Reactive oxygen species (ROS) represent a double-edged sword in bacterial physiology: at low levels they serve as signaling molecules, whereas excessive accumulation leads to oxidative damage. To counteract oxidative stress, S. aureus relies on antioxidant enzymes such as superoxide dismutase (SOD), catalase (CAT), and peroxidase (POD) [24]. In this study, both HmEVs and MmEVs significantly increased ROS levels in S. aureus while simultaneously reducing the activities of SOD, CAT, and POD, thereby weakening its antioxidant defenses. Inhibition of ATPase activity further indicated impairment of energy metabolism and membrane function. Together, these results indicate that mEVs destabilize the antioxidant and metabolic balance of S. aureus, leading to reduced bacterial viability. Although our results show that mEVs exert strong inhibitory effects on S. aureus in vitro, under physiological conditions mEVs alone may not be sufficient to completely prevent infection. This apparent discrepancy likely reflects the complexity of the mammary gland environment, including dynamic changes in milk composition and flow, the multifactorial etiology and pathogen load of mastitis, and host immune and tissue factors that can outweigh or mask the modulatory effects of mEVs. Previous reports have shown that exosomes secreted by polymorphonuclear leukocytes (PMNs) infected with S. aureus exhibit pronounced antibacterial activity, whereas exosomes from uninfected cells show little or no such effect [21]. Consistent with this, we observed that MmEVs derived from mastitic cows displayed stronger inhibitory effects on S. aureus than HmEVs from healthy cows in multiple assays, including growth inhibition, ROS accumulation, and suppression of antioxidant enzyme activities, which may be related to stress-induced modulation of exosomal cargo, a phenomenon widely reported under pathological conditions [25]. These observations suggest that mastitis-associated remodeling of milk EV cargo could enhance the antimicrobial potential of MmEVs.
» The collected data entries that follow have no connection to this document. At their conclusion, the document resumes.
impl Block {
    pub fn new(block_type: Type, data: BlockData) -> Self {
        Self {
            block_type,
            number: 0,
            flags: Flags::default(),
            crc_type: CrcType::None,
            data,
            received_crc: None,
        }
    }

    pub fn with_flags(mut self, flags: Flags) -> Self {
        self.flags = flags;
        self
    }

    pub fn with_crc_type(mut self, crc_type: CrcType) -> Self {
        self.crc_type = crc_type;
        self
    }

    /// The CRC value this block was received with, if any.
    pub fn received_crc(&self) -> Option<u32> {
        self.received_crc
    }

    /// Replaces the block data. The received CRC no longer applies and is dropped.
    pub fn set_data(&mut self, data: BlockData) {
        self.data = data;
        self.received_crc = None;
    }

    /// Encodes the block with the built-in block type registry.
    pub fn encode(&self) -> Result<Vec<u8>, Error> {
        self.encode_with(registry())
    }

    pub fn encode_with(&self, registry: &Registry) -> Result<Vec<u8>, Error> {
        let mut data = Vec::new();
        self.encode_into(registry, |part| data.extend_from_slice(part))?;
        Ok(data)
    }

    /// Feeds the encoded block to `sink` a part at a time, with the CRC computed as the
    /// parts go by. Payload bytes are passed through as they are held, never copied.
    pub fn encode_into<F>(&self, registry: &Registry, mut sink: F) -> Result<(), Error>
    where
        F: FnMut(&[u8]),
    {
        let data = match &self.data {
            BlockData::Raw(data) if self.block_type == Type::Payload => Cow::Borrowed(&**data),
            data => Cow::Owned(registry.encode(self.block_type, data)?),
        };

        let head = cbor::encode::emit_array(
            Some(if let CrcType::None = self.crc_type {
                5
            } else {
                6
            }),
            |a| {
                a.emit(&u64::from(self.block_type));
                a.emit(&self.number);
                a.emit(&self.flags);
                a.emit(&self.crc_type);
                a.emit_bytes_header(data.len());

                // CRC
                if let CrcType::None = self.crc_type {
                } else {
                    a.skip_value();
                }
            },
        );

        let mut digest = crc::Digest::new(self.crc_type);
        for part in [head.as_slice(), &*data] {
            digest.update(part);
            sink(part);
        }
        let crc = crc::crc_value(self.crc_type, digest);
        if !crc.is_empty() {
            sink(&crc);
        }
        Ok(())
    }

    pub(crate) fn parse(
        a: &mut cbor::decode::Array,
        registry: &Registry,
    ) -> Result<Self, Error> {
        let block_type = a
            .parse::<u64>()
            .map(Type::from)
            .map_field_err("block type code")?;
        let number = a.parse().map_field_err("block number")?;
        let flags = a.parse().map_field_err("block processing control flags")?;
        let crc_type = a.parse().map_field_err("CRC type")?;
        let data = a
            .parse_value(|value, tags| match value {
                cbor::decode::Value::Bytes(data) if tags.is_empty() => Ok(data),
                value => Err(cbor::decode::Error::IncorrectType(
                    "Definite-length Byte String".to_string(),
                    value.type_name(!tags.is_empty()),
                )),
            })
            .map_field_err("block-type-specific data")?;
        let data = registry.decode(block_type, data)?;
        let received_crc = crc::parse_crc_value(a, crc_type)?;

        Ok(Self {
            block_type,
            number,
            flags,
            crc_type,
            data,
            received_crc,
        })
    }
}

#[cfg(test)]
mod tests {
    use super::*;
    use hex_literal::hex;

    #[test]
    fn flags() {
        let flags = Flags::from(0x01 | 0x10 | 0x100);
        assert!(flags.must_replicate);
        assert!(flags.delete_block_on_failure);
        assert!(!flags.report_on_failure);
        assert_eq!(flags.unrecognised, 0x100);
        assert_eq!(u64::from(flags), 0x111);
    }

    #[test]
    fn encode_payload() {
        let mut block = Block::new(Type::Payload, BlockData::Raw(Box::new(*b"abc")));
        block.number = 1;
        assert_eq!(block.encode().unwrap(), hex!("85 01 01 00 00 43 616263"));

        let block = block.with_crc_type(CrcType::CRC16_X25);
        let data = block.encode().unwrap();
        assert_eq!(data[0], 0x86);
        assert_eq!(data.len(), 12);

        let (parsed, _) = cbor::decode::parse_array(&data, |a, _| Block::parse(a, registry()))
            .unwrap();
        assert_eq!(parsed, block);
        assert!(parsed.received_crc().is_some());

        let mut parsed = parsed;
        parsed.set_data(BlockData::Raw(Box::new(*b"abd")));
        assert!(parsed.received_crc().is_none());
    }

    #[test]
    fn streamed_payload() {
        let payload: Box<[u8]> = (0..100_000u32).map(|i| i as u8).collect();
        let mut block = Block::new(Type::Payload, BlockData::Raw(payload))
            .with_crc_type(CrcType::CRC32_CASTAGNOLI);
        block.number = 1;
        let BlockData::Raw(held) = &block.data else {
            unreachable!()
        };

        let mut parts = Vec::new();
        block
            .encode_into(registry(), |part| parts.push((part.as_ptr(), part.to_vec())))
            .unwrap();

        // Head, the payload itself, then the CRC value
        assert_eq!(parts.len(), 3);
        assert_eq!(parts[1].0, held.as_ptr());
        assert_eq!(parts[1].1.len(), 100_000);

        let data = parts.into_iter().flat_map(|(_, part)| part).collect::<Vec<_>>();
        assert_eq!(data, block.encode().unwrap());

        let (parsed, _) = cbor::decode::parse_array(&data, |a, _| Block::parse(a, registry()))
            .unwrap();
        assert_eq!(parsed, block);
        crc::check_crc_value(block.crc_type, parsed.received_crc(), &data).unwrap();
    }

    #[test]
    fn mismatched_data() {
        let block = Block::new(Type::BundleAge, BlockData::Raw(Box::default()));
        assert!(matches!(
            block.encode(),
            Err(Error::BlockDataMismatch(Type::BundleAge))
        ));
    }

    #[test]
    fn unknown_types() {
        let block = Block::new(Type::Unrecognised(192), BlockData::Raw(Box::new([1u8])));
        assert!(matches!(
            block.encode(),
            Err(Error::UnsupportedBlockType(192))
        ));

        let data = hex!("85 18C0 02 00 00 41 01");
        assert!(matches!(
            cbor::decode::parse_array(&data, |a, _| Block::parse(a, registry())),
            Err(Error::UnsupportedBlockType(192))
        ));

        let mut registry = Registry::default();
        registry.register(Type::Unrecognised(192), Codec::RAW);
        let (parsed, _) =
            cbor::decode::parse_array(&data, |a, _| Block::parse(a, &registry)).unwrap();
        assert_eq!(parsed.data, BlockData::Raw(Box::new([1u8])));
        assert_eq!(parsed.number, 2);
        assert_eq!(parsed.encode_with(&registry).unwrap(), data);

        // Payload survives an empty registry
        let mut block = Block::new(Type::Payload, BlockData::Raw(Box::default()));
        block.number = 1;
        assert!(block.encode_with(&Registry::empty()).is_ok());
    }
}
Biofilm formation is another key virulence strategy of S. aureus. Its extracellular matrix, mainly composed of polysaccharides, proteins, and extracellular DNA (eDNA), provides structural stability and protects bacteria from host defenses and antimicrobials [26]. The development of biofilms is tightly regulated by multiple genes, including sarA, icaB, fnbA, clfB, and cidA [27,28,29,30,31]. Our study showed that MmEV treatment significantly reduced extracellular polysaccharides, proteins, and eDNA within biofilms, accompanied by reduced expression of these biofilm-associated genes. Taken together, these observations are consistent with impaired biofilm development following MmEV exposure at both the level of extracellular matrix production and the expression of biofilm-associated genes, although the precise regulatory pathways underlying these changes remain to be clarified. Supporting evidence from other sources reinforces this notion, as Streptococcus epidermidis exosomes were shown to inhibit MRSA biofilm formation [32], bovine colostrum exosomes suppressed S. aureus biofilms [33], and bee-derived vesicles reduced biofilm formation in Gram-positive bacteria [14].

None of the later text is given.